For her, social laws are rough and stingy. Poor, she is condemned to labor, rich, to constraint. Prejudices. . .weigh more heavily on her than on man. . .. The more adept she is at loving, the more she suffers. . .. And, yet, what a contribution she makes to the total sum of providential acts which result in the continual improvement of the human race!45

Yet Hugo’s hypocrisy was glaring. One of his lovers, Leonie Biard, was arrested for adultery after her husband, from whom she was seeking a divorce, had her followed by an investigator. Meanwhile Hugo faced no consequences (and offered little protest outside his literary work) because he had immunity as a pair of France.

It was in November 1845, while Leonie Biard was still in jail, that Hugo began working on what would ultimately become Les Misérables. At the time, he described the work as “the story of a convict and an abandoned woman, a plea for natural justice written by a man who was above the law.”46 His own experience with the hypocrisy and misogyny of the law as it applied to women undoubtedly inspired the character of Fantine. For all his failures in his personal life, his literature gave expression to the early struggle of women against oppression and inequality.
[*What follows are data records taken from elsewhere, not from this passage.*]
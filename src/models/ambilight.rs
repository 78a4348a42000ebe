use std::fmt;
use std::str::FromStr;

use serde::{Deserialize, Serialize};

use super::channel::AmbilightSide;
use super::command::{HsbColor, Rgb};
use crate::error::AppError;

pub const POWER_ON: &str = "On";
pub const POWER_OFF: &str = "Off";

pub const MODE_MANUAL: &str = "manual";

pub const STYLE_FOLLOW_VIDEO: &str = "FOLLOW_VIDEO";
pub const STYLE_FOLLOW_COLOR: &str = "FOLLOW_COLOR";
pub const ALGORITHM_STANDARD: &str = "STANDARD";
pub const ALGORITHM_MANUAL_HUE: &str = "MANUAL HUE";
/// Algorithm name used for expert whole-panel colors.
pub const ALGORITHM_MANUAL_HUE_EXPERT: &str = "MANUAL_HUE";

/// Maximum transition speed.
pub const SPEED_MAX: u16 = 255;

#[derive(Debug, Clone, PartialEq, Eq, Serialize, Deserialize)]
pub struct AmbilightPower {
    pub power: String,
}

impl AmbilightPower {
    pub fn off() -> Self {
        Self {
            power: POWER_OFF.into(),
        }
    }

    pub fn is_powered_on(&self) -> bool {
        self.power == POWER_ON
    }
}

#[derive(Debug, Clone, PartialEq, Eq, Serialize, Deserialize)]
pub struct AmbilightMode {
    pub current: String,
}

impl AmbilightMode {
    /// Manual mode makes the TV render the cached pixel values.
    pub fn manual() -> Self {
        Self {
            current: MODE_MANUAL.into(),
        }
    }
}

/// Pixel counts per side and the number of layers.
#[derive(Debug, Clone, Copy, Default, PartialEq, Eq, Serialize, Deserialize)]
#[serde(default)]
pub struct AmbilightTopology {
    pub layers: u32,
    pub left: u32,
    pub right: u32,
    pub top: u32,
    pub bottom: u32,
}

impl AmbilightTopology {
    pub fn pixels_on(&self, side: AmbilightSide) -> u32 {
        match side {
            AmbilightSide::Left => self.left,
            AmbilightSide::Right => self.right,
            AmbilightSide::Top => self.top,
            AmbilightSide::Bottom => self.bottom,
        }
    }

    /// Payload for the cached-pixel endpoint painting every pixel of `side`,
    /// on every layer, with one color.
    ///
    /// Layers are numbered from 1, pixels from 0.
    pub fn side_frame(&self, side: AmbilightSide, rgb: Rgb) -> serde_json::Value {
        let pixel = serde_json::json!({"r": rgb.r, "g": rgb.g, "b": rgb.b});

        let mut side_pixels = serde_json::Map::new();
        for i in 0..self.pixels_on(side) {
            side_pixels.insert(i.to_string(), pixel.clone());
        }

        let mut frame = serde_json::Map::new();
        for layer in 1..=self.layers {
            let mut sides = serde_json::Map::new();
            sides.insert(
                side.as_str().into(),
                serde_json::Value::Object(side_pixels.clone()),
            );
            frame.insert(format!("layer{}", layer), serde_json::Value::Object(sides));
        }
        serde_json::Value::Object(frame)
    }
}

/// Device-native color, every component 0-255.
#[derive(Debug, Clone, Copy, Default, PartialEq, Eq, Serialize, Deserialize)]
pub struct AmbilightColor {
    pub hue: u8,
    pub saturation: u8,
    pub brightness: u8,
}

impl AmbilightColor {
    /// Scale platform ranges (360/100/100) down to 0-255, truncating.
    pub fn from_hsb(hsb: &HsbColor) -> Self {
        Self {
            hue: scale(u32::from(hsb.hue()), 360, 255),
            saturation: scale(u32::from(hsb.saturation()), 100, 255),
            brightness: scale(u32::from(hsb.brightness()), 100, 255),
        }
    }

    pub fn to_hsb(&self) -> Result<HsbColor, AppError> {
        HsbColor::new(
            (u32::from(self.hue) * 360 / 255) as u16,
            scale(u32::from(self.saturation), 255, 100),
            scale(u32::from(self.brightness), 255, 100),
        )
    }
}

fn scale(value: u32, from_max: u32, to_max: u32) -> u8 {
    (value.min(from_max) * to_max / from_max) as u8
}

#[derive(Debug, Clone, Copy, Default, PartialEq, Eq, Serialize, Deserialize)]
pub struct AmbilightColorDelta {
    pub hue: i16,
    pub saturation: i16,
    pub brightness: i16,
}

#[derive(Debug, Clone, Default, PartialEq, Eq, Serialize, Deserialize)]
#[serde(rename_all = "camelCase", default)]
pub struct AmbilightColorSettings {
    #[serde(skip_serializing_if = "Option::is_none")]
    pub color: Option<AmbilightColor>,
    #[serde(skip_serializing_if = "Option::is_none")]
    pub color_delta: Option<AmbilightColorDelta>,
    #[serde(skip_serializing_if = "Option::is_none")]
    pub speed: Option<u16>,
}

#[derive(Debug, Clone, Default, PartialEq, Eq, Serialize, Deserialize)]
#[serde(rename_all = "camelCase", default)]
pub struct AmbilightConfig {
    #[serde(skip_serializing_if = "Option::is_none")]
    pub style_name: Option<String>,
    #[serde(skip_serializing_if = "Option::is_none")]
    pub is_expert: Option<bool>,
    #[serde(skip_serializing_if = "Option::is_none")]
    pub menu_setting: Option<String>,
    #[serde(skip_serializing_if = "Option::is_none")]
    pub algorithm: Option<String>,
    #[serde(skip_serializing_if = "Option::is_none")]
    pub color_settings: Option<AmbilightColorSettings>,
}

impl AmbilightConfig {
    pub fn from_style(style: &AmbilightStyle) -> Self {
        let mut config = Self {
            style_name: Some(style.style().into()),
            menu_setting: Some(style.algorithm().into()),
            ..Self::default()
        };
        if style.is_manual_hue() {
            config.algorithm = Some(style.algorithm().into());
            config.is_expert = Some(true);
            config.color_settings = Some(AmbilightColorSettings {
                color: None,
                color_delta: Some(AmbilightColorDelta::default()),
                speed: Some(SPEED_MAX),
            });
        }
        config
    }

    /// Expert configuration showing one static color on the whole panel.
    pub fn static_color(color: AmbilightColor) -> Self {
        Self {
            style_name: Some(STYLE_FOLLOW_COLOR.into()),
            is_expert: Some(true),
            menu_setting: None,
            algorithm: Some(ALGORITHM_MANUAL_HUE_EXPERT.into()),
            color_settings: Some(AmbilightColorSettings {
                color: Some(color),
                color_delta: Some(AmbilightColorDelta::default()),
                speed: Some(SPEED_MAX),
            }),
        }
    }

    /// `"<style> <setting>"` as shown on the style channel.
    ///
    /// Expert configurations carry no menu setting, so the algorithm stands in.
    pub fn style_with_algorithm(&self) -> String {
        let style = self.style_name.as_deref().unwrap_or_default();
        match self.menu_setting.as_deref().or(self.algorithm.as_deref()) {
            Some(setting) => format!("{} {}", style, setting),
            None => style.to_string(),
        }
    }

    pub fn color(&self) -> Option<AmbilightColor> {
        self.color_settings.as_ref().and_then(|s| s.color)
    }
}

/// A style together with its algorithm, e.g. `FOLLOW_VIDEO STANDARD`.
#[derive(Debug, Clone, PartialEq, Eq)]
pub struct AmbilightStyle {
    style: String,
    algorithm: String,
}

impl AmbilightStyle {
    pub fn new(style: impl Into<String>, algorithm: impl Into<String>) -> Self {
        Self {
            style: style.into(),
            algorithm: algorithm.into(),
        }
    }

    /// Power on is done by switching to the default video style.
    pub fn follow_video() -> Self {
        Self::new(STYLE_FOLLOW_VIDEO, ALGORITHM_STANDARD)
    }

    pub fn style(&self) -> &str {
        &self.style
    }

    pub fn algorithm(&self) -> &str {
        &self.algorithm
    }

    pub fn is_manual_hue(&self) -> bool {
        self.style == STYLE_FOLLOW_COLOR && self.algorithm == ALGORITHM_MANUAL_HUE
    }
}

impl FromStr for AmbilightStyle {
    type Err = AppError;

    /// Exactly two tokens separated by a single space.
    fn from_str(s: &str) -> Result<Self, Self::Err> {
        let tokens: Vec<&str> = s.split(' ').collect();
        match tokens.as_slice() {
            [style, algorithm] if !style.is_empty() && !algorithm.is_empty() => {
                Ok(Self::new(*style, *algorithm))
            }
            _ => Err(AppError::InvalidInput(format!(
                "Style and/or algorithm is missing: '{}'",
                s
            ))),
        }
    }
}

impl fmt::Display for AmbilightStyle {
    fn fmt(&self, f: &mut fmt::Formatter<'_>) -> fmt::Result {
        write!(f, "{} {}", self.style, self.algorithm)
    }
}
Jean Valjean is of course the most famous character of the novel. As a convict whose humanity is almost destroyed by nineteen years of chain gangs, he is an unlikely hero. At the heart of his battle with Javert is a debate about the criminalization of the poor and human nature. For Valjean, human nature is malleable. Evil is a product not of human nature, but rather of a society that debases humanity. It is perhaps not surprising that critics and fearmongers called Hugo “the candidate of the convicts of France.”47

Inspired by several real incidents, the story of Valjean continues to resonate today. One cannot help but think of the millions of people incarcerated today in the United States when, after Valjean’s sentencing, Hugo writes, “What a mournful moment is that in which society withdraws itself and abandons irreparably a thinking being forever.”48 Jean Valjean is not so far removed from the victims of what Michelle Alexander calls the new Jim Crow. After nineteen years in jail, he is released only to find that life on parole is no life at all. Legally discriminated against everywhere he goes, he tears up his parole papers and assumes a false identity to try to start a new life. By breaking his parole, he once again becomes a fugitive pursued by the intransigent Javert. As a novel about the dehumanization that passes for “justice,” Les Misérables occupies an important role in the history of protest literature.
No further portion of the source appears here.